年の集計は出版年(Publication year, PY)を用いた。
国内論文は、単一の機関による論文及び同一国の複数の機関による共著論文を指す。国際共著論文は異なる国の機関による共著論文を指す。
資料:
トムソン・ロイター Web of Science XML(SCIE, 2015年末バージョン)を基に、科学技術・学術政策研究所が集計。

参照:表4-1-2


 また、図表4-1-3は、主要国における論文数の論文共著形態別割合の推移である。いずれの国においても国際共著論文の割合が増加している点は共通であるが、その割合は、2014年時点で日本29.8%、米国39.3%であるのに対し、欧州ではドイツ56.0%、フランス59.1%、英国61.7%と非常に高く、国により異なっている。
 日本は、1980年代前半に比べて国際共著論文の割合が約25ポイントの増加を示している。


【図表4-1-3】 主要国の論文共著形態割合の推移
(A)日本
(B)米国
(C)ドイツ
(D)フランス
(E)英国
(F)中国
(G)韓国

注:
article, reviewを分析対象とし、整数カウント法により分析。年の集計は出版年(Publication year, PY)を用いた。
国内論文は、単一の機関による論文及び同一国の複数の機関による共著論文を指す。国際共著論文は異なる国の機関による共著論文を指す。
資料:
トムソン・ロイター Web of Science XML(SCIE, 2015年末バージョン)を基に、科学技術・学術政策研究所が集計。

参照:表4-1-3


 さらに、国際共著論文は、国際的な研究の協力や共同活動によりつくられる成果であるため、その比率は分野ごとの背景に依存すると考えられる。例えば、大型研究施設を、各々の国で保有することが現実的に不可能な場合、国際的な大型研究施設設置国を中心とした共同研究が促進される。
 図表4-1-4は分野ごとの国際共著論文比率の推移である。いずれの分野においても、1980年代から、国際共著論文比率は上昇基調である。2014年時点において、環境・地球科学では33.9%、物理学では32.5%であり、他分野に比べ国際共著論文比率が高い。一方、臨床医学は、19.8%であり、国際共著論文比率が一番低い分野である。


【図表4-1-4】 分野ごとの国際共著論文
(A)比率の推移
(B)研究ポートフォリオ8分野

注:
1)分析対象は、article, reviewである。
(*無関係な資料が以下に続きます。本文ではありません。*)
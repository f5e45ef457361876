//! Logistic kernel primitives for separable 3D intensity models.
//!
//! Purpose
//! -------
//! Provide the scalar logistic CDF/density/density-derivative primitives and
//! the separable three-dimensional kernels (`d3logis`, `p3logis`) built from
//! them. The scalar functions are the building blocks of the pairwise
//! likelihood; the 3D kernels are also exposed standalone for diagnostics.
//!
//! Conventions
//! -----------
//! - `dlogistic(x, b)` omits the rate Jacobian: the true density of the
//!   logistic kernel with rate `b` is `b * dlogistic(x, b)`, and likewise
//!   `d/dx logistic(x, b) = b * dlogistic(x, b)`. The likelihood carries the
//!   `a * bx * by * bz` prefactor explicitly, so the product normalizes.
//! - `ddlogis` is the derivative of the *unscaled* density `dlogistic(., 1)`
//!   and is applied to pre-scaled arguments `b * x` in chain-rule terms.
//!
//! Known limitation
//! ----------------
//! `exp(-b * x)` overflows to `inf` for strongly negative `b * x` (around
//! `b * x < -709` in `f64`), after which the quotients degrade to 0/NaN. No
//! clamping is applied here; callers working at extreme bandwidth/coordinate
//! scales should rescale their inputs.
//!
//! Suspect formula, kept deliberately
//! ----------------------------------
//! Both [`d3logis`] and [`p3logis`] apply their third factor to the *y*
//! input, not `z` — see the function docs. This looks like a transcription
//! slip in the estimator's published formulas, but it is reproduced here so
//! estimates stay comparable; tests pin the resulting z-invariance. See
//! `DESIGN.md` before "fixing" it.
use crate::intensity::errors::{IntensityError, IntensityResult};
use ndarray::{Array1, ArrayView1, Zip};

/// Logistic CDF kernel with rate `b`: `1 / (1 + exp(-b * x))`.
///
/// Bounded in (0, 1) for finite inputs, increasing in `x` for `b > 0`, with
/// `logistic(0, b) = 0.5`.
pub fn logistic(x: f64, b: f64) -> f64 {
    1.0 / (1.0 + (-b * x).exp())
}

/// Unnormalized logistic density: `exp(-b * x) / (1 + exp(-b * x))^2`.
///
/// Symmetric in `x`; equals `dlogistic(., 1)` evaluated at `b * x`. The rate
/// Jacobian is deliberately left to the caller (see module docs):
/// `d/dx logistic(x, b) = b * dlogistic(x, b)`.
pub fn dlogistic(x: f64, b: f64) -> f64 {
    let t = (-b * x).exp();
    t / ((1.0 + t) * (1.0 + t))
}

/// Derivative of the unscaled logistic density:
/// `-(exp(x) - exp(-x)) / (exp(x) + 2 + exp(-x))^2`.
///
/// Note `dlogistic(x, 1) = 1 / (exp(x) + 2 + exp(-x))`, so this is its exact
/// derivative. Used in the bandwidth chain-rule terms of the gradient, always
/// on pre-scaled arguments `b * x`.
pub fn ddlogis(x: f64) -> f64 {
    let ep = x.exp();
    let en = (-x).exp();
    let den = ep + 2.0 + en;
    -(ep - en) / (den * den)
}

/// Separable 3D logistic density kernel, elementwise over equal-length
/// inputs:
///
/// `d3logis(x, y, z, bx, by, bz)[i] = dlogistic(x[i], bx) * dlogistic(y[i], by) * dlogistic(y[i], bz)`
///
/// SUSPECT: the third factor consumes `y[i]`, not `z[i]`, so the output is
/// invariant to `z`. This mirrors the estimator's published formulas and is
/// almost certainly a transcription slip there, but it is kept as-is for
/// comparability (see module docs and `DESIGN.md`). `z` still participates in
/// length validation.
///
/// # Errors
/// [`IntensityError::KernelLengthMismatch`] when `y` or `z` does not match
/// `x` in length.
pub fn d3logis(
    x: ArrayView1<f64>, y: ArrayView1<f64>, z: ArrayView1<f64>, bx: f64, by: f64, bz: f64,
) -> IntensityResult<Array1<f64>> {
    check_kernel_lengths(x.len(), y.len(), z.len())?;
    Ok(Zip::from(x)
        .and(y)
        .map_collect(|&xi, &yi| dlogistic(xi, bx) * dlogistic(yi, by) * dlogistic(yi, bz)))
}

/// Separable 3D logistic CDF kernel, elementwise over equal-length inputs:
///
/// `p3logis(x, y, z, bx, by, bz)[i] = logistic(x[i], bx) * logistic(y[i], by) * logistic(y[i], bz)`
///
/// Carries the same deliberate y-reuse in the third factor as [`d3logis`];
/// the output is invariant to `z`.
///
/// # Errors
/// [`IntensityError::KernelLengthMismatch`] when `y` or `z` does not match
/// `x` in length.
pub fn p3logis(
    x: ArrayView1<f64>, y: ArrayView1<f64>, z: ArrayView1<f64>, bx: f64, by: f64, bz: f64,
) -> IntensityResult<Array1<f64>> {
    check_kernel_lengths(x.len(), y.len(), z.len())?;
    Ok(Zip::from(x)
        .and(y)
        .map_collect(|&xi, &yi| logistic(xi, bx) * logistic(yi, by) * logistic(yi, bz)))
}

fn check_kernel_lengths(nx: usize, ny: usize, nz: usize) -> IntensityResult<()> {
    if ny != nx {
        return Err(IntensityError::KernelLengthMismatch {
            axis: "y",
            expected: nx,
            actual: ny,
        });
    }
    if nz != nx {
        return Err(IntensityError::KernelLengthMismatch {
            axis: "z",
            expected: nx,
            actual: nz,
        });
    }
    Ok(())
}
年の集計は出版年(Publication year, PY)を用いた。
2)(A)の分野は(B)を使用。
3) ESI22分野は、http://incites-help.isiknowledge.com/incitesLive/ESIGroup/overviewESI/esiJournalsList.html (ESIMasterJournalList-022016)の雑誌単位の分類である。科学技術・学術政策研究所ではWeb of Sci-ence(SCIE)収録論文をEssential Science Indicators(ESI)のESI22分野分類を用いて再分類している。研究ポートフォリオ8分野には経済学・経営学、複合領域、社会科学は含めない。
資料:
トムソン・ロイター Web of Science XML(SCIE, 2015年末バージョン)を基に、科学技術・学術政策研究所が集計。